▶ _RECORD EXCERPTS_
>>>>>
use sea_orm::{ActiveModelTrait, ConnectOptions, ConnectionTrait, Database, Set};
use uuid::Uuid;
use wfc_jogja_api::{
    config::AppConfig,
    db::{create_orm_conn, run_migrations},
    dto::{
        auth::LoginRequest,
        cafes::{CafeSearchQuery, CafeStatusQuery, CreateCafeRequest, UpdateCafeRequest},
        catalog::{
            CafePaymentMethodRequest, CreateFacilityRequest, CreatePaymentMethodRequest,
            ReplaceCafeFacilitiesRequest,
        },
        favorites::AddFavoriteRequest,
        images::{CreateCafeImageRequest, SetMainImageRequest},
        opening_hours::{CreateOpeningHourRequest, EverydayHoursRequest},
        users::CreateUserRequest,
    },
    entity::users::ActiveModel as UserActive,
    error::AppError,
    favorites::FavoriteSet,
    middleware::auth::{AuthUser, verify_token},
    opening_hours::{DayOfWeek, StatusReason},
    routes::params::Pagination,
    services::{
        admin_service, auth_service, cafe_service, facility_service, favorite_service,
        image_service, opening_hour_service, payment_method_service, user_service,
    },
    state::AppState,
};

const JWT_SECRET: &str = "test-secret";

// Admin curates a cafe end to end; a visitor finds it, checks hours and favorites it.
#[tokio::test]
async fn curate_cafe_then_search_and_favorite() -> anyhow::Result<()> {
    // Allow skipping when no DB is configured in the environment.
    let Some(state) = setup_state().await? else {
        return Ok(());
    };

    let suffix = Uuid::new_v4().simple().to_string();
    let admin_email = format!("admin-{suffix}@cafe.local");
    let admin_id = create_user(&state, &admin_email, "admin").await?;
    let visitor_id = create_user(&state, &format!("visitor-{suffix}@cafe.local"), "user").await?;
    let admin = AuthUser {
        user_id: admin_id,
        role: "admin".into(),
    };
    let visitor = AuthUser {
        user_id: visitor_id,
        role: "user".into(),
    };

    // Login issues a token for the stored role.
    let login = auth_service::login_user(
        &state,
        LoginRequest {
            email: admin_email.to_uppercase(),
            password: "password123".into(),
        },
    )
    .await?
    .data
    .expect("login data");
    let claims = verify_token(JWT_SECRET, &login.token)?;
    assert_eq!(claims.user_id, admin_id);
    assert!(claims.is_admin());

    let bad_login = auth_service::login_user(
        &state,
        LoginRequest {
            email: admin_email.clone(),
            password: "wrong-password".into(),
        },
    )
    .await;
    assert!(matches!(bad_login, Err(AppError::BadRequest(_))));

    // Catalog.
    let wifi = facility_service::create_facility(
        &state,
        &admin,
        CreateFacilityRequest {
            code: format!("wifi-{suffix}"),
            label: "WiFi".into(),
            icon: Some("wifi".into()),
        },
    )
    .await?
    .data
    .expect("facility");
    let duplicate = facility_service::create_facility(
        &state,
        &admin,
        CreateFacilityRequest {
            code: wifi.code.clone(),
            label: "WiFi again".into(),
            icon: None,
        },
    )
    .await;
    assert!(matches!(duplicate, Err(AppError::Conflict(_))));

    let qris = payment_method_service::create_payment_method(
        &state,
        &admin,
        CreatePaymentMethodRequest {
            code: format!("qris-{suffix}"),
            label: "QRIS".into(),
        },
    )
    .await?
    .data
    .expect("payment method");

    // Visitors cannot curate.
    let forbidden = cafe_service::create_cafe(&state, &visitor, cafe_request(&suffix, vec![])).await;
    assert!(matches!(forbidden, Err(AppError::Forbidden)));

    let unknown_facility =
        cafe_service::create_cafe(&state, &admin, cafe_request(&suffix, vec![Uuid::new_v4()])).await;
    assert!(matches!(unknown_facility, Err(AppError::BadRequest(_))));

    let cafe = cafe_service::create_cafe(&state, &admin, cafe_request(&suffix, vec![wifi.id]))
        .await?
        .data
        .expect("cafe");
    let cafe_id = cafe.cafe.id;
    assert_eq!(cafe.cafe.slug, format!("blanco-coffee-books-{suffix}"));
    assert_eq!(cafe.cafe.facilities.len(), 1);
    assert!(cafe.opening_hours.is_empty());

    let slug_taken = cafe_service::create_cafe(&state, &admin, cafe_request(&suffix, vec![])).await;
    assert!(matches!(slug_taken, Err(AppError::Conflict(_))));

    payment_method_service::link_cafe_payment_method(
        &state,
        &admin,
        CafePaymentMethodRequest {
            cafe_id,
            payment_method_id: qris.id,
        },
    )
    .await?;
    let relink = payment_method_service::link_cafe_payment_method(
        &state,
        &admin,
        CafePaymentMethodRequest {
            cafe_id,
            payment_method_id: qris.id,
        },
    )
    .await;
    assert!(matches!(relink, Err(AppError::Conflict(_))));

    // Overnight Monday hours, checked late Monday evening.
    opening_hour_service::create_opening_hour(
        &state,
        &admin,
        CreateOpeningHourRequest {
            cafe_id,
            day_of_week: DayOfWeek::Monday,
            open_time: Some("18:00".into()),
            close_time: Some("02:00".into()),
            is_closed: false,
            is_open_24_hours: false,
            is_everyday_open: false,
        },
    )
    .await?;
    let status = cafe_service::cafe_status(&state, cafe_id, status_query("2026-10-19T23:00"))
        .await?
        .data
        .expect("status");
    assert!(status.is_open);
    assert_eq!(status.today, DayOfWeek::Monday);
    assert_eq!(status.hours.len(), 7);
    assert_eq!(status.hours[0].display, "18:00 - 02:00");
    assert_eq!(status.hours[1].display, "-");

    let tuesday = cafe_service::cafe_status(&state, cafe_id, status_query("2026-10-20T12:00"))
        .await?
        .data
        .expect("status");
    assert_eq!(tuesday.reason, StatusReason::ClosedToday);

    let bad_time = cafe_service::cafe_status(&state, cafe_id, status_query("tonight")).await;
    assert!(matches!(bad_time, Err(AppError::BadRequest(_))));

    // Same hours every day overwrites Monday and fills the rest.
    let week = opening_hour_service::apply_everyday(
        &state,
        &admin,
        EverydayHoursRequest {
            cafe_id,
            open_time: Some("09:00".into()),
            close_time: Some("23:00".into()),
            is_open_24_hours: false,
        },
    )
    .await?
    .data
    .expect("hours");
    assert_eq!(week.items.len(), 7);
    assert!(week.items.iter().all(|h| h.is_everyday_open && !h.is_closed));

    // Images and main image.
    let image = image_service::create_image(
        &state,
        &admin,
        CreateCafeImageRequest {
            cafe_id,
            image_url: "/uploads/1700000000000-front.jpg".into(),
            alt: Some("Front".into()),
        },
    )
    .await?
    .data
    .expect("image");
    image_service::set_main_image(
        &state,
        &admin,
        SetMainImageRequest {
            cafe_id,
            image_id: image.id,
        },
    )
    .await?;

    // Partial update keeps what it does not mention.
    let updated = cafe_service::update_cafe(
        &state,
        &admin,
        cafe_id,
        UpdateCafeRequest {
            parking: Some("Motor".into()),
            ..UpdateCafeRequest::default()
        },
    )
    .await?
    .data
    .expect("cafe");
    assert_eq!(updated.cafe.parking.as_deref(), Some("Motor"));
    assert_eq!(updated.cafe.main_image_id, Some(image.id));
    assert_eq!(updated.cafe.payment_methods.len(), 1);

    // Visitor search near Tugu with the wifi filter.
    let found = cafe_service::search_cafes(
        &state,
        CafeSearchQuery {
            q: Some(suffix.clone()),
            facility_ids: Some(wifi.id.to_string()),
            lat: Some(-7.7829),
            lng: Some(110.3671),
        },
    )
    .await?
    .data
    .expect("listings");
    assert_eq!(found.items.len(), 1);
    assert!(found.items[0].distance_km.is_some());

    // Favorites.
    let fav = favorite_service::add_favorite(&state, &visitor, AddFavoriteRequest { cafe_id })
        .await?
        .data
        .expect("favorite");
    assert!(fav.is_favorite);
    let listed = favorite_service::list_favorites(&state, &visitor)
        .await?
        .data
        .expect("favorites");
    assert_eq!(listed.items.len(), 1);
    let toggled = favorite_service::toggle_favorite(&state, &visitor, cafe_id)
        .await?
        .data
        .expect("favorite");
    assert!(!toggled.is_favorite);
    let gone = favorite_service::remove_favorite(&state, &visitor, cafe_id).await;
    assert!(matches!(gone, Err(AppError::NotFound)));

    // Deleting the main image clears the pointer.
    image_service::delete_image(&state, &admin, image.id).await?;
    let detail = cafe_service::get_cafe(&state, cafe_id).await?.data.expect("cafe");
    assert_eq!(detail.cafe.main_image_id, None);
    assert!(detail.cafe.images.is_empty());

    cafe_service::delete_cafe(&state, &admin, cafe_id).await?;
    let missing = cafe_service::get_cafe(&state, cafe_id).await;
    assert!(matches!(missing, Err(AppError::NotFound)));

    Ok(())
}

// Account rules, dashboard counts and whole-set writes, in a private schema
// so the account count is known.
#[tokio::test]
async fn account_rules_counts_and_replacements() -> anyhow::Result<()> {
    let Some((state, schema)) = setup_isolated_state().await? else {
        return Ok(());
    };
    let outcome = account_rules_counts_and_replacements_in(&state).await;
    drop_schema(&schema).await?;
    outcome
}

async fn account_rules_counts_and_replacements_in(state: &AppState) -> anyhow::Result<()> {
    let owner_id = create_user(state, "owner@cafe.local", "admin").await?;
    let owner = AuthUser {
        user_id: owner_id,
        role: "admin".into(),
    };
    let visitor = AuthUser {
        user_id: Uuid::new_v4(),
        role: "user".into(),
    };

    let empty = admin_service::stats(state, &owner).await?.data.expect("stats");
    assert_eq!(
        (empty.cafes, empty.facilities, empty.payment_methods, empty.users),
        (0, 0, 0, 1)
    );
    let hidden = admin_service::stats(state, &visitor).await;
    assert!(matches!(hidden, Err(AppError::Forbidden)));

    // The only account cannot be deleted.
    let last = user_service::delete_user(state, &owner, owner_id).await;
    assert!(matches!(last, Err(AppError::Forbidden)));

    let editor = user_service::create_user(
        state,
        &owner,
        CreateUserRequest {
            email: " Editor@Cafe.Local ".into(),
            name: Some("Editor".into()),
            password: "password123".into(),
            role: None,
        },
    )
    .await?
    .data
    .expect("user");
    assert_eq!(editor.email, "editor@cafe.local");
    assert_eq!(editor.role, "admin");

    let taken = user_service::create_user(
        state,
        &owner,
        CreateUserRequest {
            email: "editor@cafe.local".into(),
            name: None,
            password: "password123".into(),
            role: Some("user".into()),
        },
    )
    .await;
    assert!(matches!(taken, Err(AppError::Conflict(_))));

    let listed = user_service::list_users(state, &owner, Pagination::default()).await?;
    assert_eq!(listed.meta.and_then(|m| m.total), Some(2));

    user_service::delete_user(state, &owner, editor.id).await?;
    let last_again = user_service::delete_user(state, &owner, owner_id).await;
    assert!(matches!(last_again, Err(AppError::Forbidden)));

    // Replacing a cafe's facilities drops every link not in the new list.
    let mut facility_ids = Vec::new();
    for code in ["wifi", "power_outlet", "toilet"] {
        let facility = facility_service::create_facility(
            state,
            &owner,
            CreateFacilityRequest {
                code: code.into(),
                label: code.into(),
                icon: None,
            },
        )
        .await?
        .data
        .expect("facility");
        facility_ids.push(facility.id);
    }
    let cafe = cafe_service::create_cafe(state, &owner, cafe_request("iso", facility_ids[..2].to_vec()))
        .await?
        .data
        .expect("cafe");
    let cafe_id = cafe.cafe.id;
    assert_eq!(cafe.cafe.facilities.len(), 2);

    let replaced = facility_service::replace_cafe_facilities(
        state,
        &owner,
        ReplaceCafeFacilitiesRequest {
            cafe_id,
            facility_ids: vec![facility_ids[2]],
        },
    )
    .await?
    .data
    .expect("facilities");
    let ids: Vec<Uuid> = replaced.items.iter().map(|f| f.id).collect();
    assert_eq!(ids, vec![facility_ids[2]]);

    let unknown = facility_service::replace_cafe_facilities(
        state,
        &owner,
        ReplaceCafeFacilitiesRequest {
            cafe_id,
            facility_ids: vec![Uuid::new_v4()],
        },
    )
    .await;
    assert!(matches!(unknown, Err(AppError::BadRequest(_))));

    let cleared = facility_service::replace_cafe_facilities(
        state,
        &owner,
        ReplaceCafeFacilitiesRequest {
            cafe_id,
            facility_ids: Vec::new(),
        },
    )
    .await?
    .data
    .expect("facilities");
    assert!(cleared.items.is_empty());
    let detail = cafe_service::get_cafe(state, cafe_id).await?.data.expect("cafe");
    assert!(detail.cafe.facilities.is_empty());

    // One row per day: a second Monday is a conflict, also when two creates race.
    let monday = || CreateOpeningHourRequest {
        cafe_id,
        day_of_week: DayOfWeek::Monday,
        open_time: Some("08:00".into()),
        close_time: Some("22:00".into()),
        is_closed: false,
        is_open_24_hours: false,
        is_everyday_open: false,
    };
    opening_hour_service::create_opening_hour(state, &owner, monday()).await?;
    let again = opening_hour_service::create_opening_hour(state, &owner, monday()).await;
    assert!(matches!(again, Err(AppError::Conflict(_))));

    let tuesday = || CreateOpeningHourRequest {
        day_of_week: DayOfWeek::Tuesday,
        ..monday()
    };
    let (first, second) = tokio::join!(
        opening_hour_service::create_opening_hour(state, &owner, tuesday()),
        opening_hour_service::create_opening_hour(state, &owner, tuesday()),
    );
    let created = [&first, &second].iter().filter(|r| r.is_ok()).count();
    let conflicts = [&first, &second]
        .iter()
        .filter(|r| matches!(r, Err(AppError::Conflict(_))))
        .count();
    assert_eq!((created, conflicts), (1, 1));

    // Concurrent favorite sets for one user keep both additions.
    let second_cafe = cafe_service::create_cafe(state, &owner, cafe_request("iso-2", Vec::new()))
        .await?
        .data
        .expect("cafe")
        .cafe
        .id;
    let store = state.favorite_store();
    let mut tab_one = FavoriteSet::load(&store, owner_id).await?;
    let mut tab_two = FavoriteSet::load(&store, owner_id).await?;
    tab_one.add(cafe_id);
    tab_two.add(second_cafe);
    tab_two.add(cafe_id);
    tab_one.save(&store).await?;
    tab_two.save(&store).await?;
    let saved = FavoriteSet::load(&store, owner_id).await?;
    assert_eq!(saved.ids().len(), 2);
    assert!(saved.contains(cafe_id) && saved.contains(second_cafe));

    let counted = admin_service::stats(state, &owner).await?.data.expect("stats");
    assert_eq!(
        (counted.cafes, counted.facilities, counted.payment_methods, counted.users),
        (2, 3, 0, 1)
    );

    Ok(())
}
<<<<<
▶ _EXERCISE INSTRUCTIONS_
Above are several records. Count the lines among them that contain "stats" and give only the total.

▶ _SOLVED PROBLEM_
3